Eva-Maria Sommer, Referentin Medienpolitik, Mediengruppe RTL Deutschland, bekräftigte die Entscheidung des Unternehmens aus DVB-T auszusteigen. Denn 2020, so erwartet sie, könnten die heute noch benutzten DVB-T-Frequenzen schon weg sein. Schließlich seien konkrete Aktivitäten der Bundesnetzagentur bekannt geworden, diese als Dividende 2 zu verplanen. Was auch Heiko Zysk, Vice President Govermental [&] Head of European Affairs, ProSiebenSat.1, bestätigte: Die Frequenzen sollen versteigert werden. Offensichtlich sei der Bundesnetzagentur das mobile Internet wichtiger als der Rundfunk. Man könne ja aber perspektivisch auch beides miteinander verbinden, meinte er. ProSiebenSat.1, so erklärte Zysk, habe sich das Datum 2018 gesetzt, bis wann man auf dem Marktplatz ausloten wolle, was man alternativ zu DVB-T sinnvoll machen kann, um dem Konsumenten eine Alternative zu bieten. Indessen betonte Sommer, RTL habe die DVB-T-Diskussion voran gebracht, „weil wir wollen, dass diese Frequenzen für den Rundfunk erhalten bleiben“. Wenn sich wieder etwas ändert, würde man die aktuelle Entscheidung neu anpassen.
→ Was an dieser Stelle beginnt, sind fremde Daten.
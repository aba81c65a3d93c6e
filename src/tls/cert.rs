use chrono::{DateTime, TimeZone, Utc};
use x509_parser::prelude::*;

use super::{CertificateInfo, TlsError};

const OID_ACCESS_OCSP: &str = "1.3.6.1.5.5.7.48.1";
const OID_ACCESS_CA_ISSUERS: &str = "1.3.6.1.5.5.7.48.2";

/// Parses a DER-encoded certificate into the fields the report renders.
pub(crate) fn parse_certificate(der: &[u8]) -> Result<CertificateInfo, TlsError> {
    let (_, cert) =
        X509Certificate::from_der(der).map_err(|err| TlsError::parse(format!("{err:?}")))?;

    let (ocsp_uri, ca_issuer_uri) = extract_authority_info(&cert);

    Ok(CertificateInfo {
        subject: first_rdn_value(cert.subject()),
        issuer: first_rdn_value(cert.issuer()),
        // the wire version field is zero-indexed
        version: cert.version().0 + 1,
        serial: format_serial(cert.raw_serial()),
        not_before: asn1_time_to_datetime(cert.validity().not_before)?,
        not_after: asn1_time_to_datetime(cert.validity().not_after)?,
        subject_alt_names: extract_dns_sans(&cert),
        ocsp_uri,
        ca_issuer_uri,
    })
}

fn first_rdn_value(name: &X509Name<'_>) -> Option<String> {
    name.iter_attributes()
        .next()
        .and_then(|attribute| attribute.as_str().ok())
        .map(|value| value.to_string())
}

fn format_serial(raw: &[u8]) -> String {
    raw.iter()
        .map(|byte| format!("{byte:02X}"))
        .collect::<Vec<_>>()
        .join(":")
}

fn asn1_time_to_datetime(time: ASN1Time) -> Result<DateTime<Utc>, TlsError> {
    Utc.timestamp_opt(time.timestamp(), 0)
        .single()
        .ok_or_else(|| TlsError::parse(format!("timestamp {} out of range", time.timestamp())))
}

fn extract_dns_sans(cert: &X509Certificate<'_>) -> Vec<String> {
    let mut names = Vec::new();
    if let Ok(Some(extension)) = cert.subject_alternative_name() {
        for general_name in &extension.value.general_names {
            if let GeneralName::DNSName(dns) = general_name {
                names.push(dns.to_string());
            }
        }
    }
    names
}

/// OCSP responder and CA-issuer URIs from the Authority Information Access
/// extension, first occurrence each.
fn extract_authority_info(cert: &X509Certificate<'_>) -> (Option<String>, Option<String>) {
    let mut ocsp = None;
    let mut ca_issuers = None;

    for extension in cert.extensions() {
        let ParsedExtension::AuthorityInfoAccess(access) = extension.parsed_extension() else {
            continue;
        };
        for descriptor in &access.accessdescs {
            let GeneralName::URI(uri) = &descriptor.access_location else {
                continue;
            };
            match descriptor.access_method.to_string().as_str() {
                OID_ACCESS_OCSP if ocsp.is_none() => ocsp = Some(uri.to_string()),
                OID_ACCESS_CA_ISSUERS if ca_issuers.is_none() => {
                    ca_issuers = Some(uri.to_string());
                }
                _ => {}
            }
        }
    }

    (ocsp, ca_issuers)
}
Sommer bestritt, dass es bei RTL eine Verknüpfung zwischen dem Ausstieg bei DVB-T und dem Einstieg bei Zattoo gebe. Hauptgrund für den Ausstieg sei nach wie vor, dass es keine Planungssicherheit gebe, wofür man einen Zeitrahmen von mindestens zehn Jahre brauche.

Indessen kündigte Dr. Andreas Bereczky, Produktionsdirektor ZDF, an, dass man plane, ab 2016 auf DVB-T2 umzusteigen. Man wolle bis dahin einen Konsens mit Marktpartner finden. Zudem brauche man etwa zwei Jahre, um den Umstieg gegenüber den Konsumenten kommunizieren zu können. Ob DVB-T oder Web-TV, Gretchenfrage sei immer, welche Anwendung man mit welcher Technologie anbieten wolle. Im Internet als Punkt zu Punkt-Verbindung sei primär VoD beziehungsweise das Mediatheken-Angebot nach dem Motto „Sendung verpasst?“ angebracht. Keinesfalls könne das Internet aber Broadcast und lineares Fernsehen ersetzen. Niemand wisse heute, ob und zu welchem Zeitpunkt es einmal möglich werde, 20 Millionen Zuschauer zur gleichen Zeit über das Internet zu erreichen. Immerhin erreiche allein DVB-T aktuell vier bis fünf Millionen Zuschauer. Und man könne „eine existierende Infrastruktur nicht abschaffen, solange es keine Alternative dafür gibt“.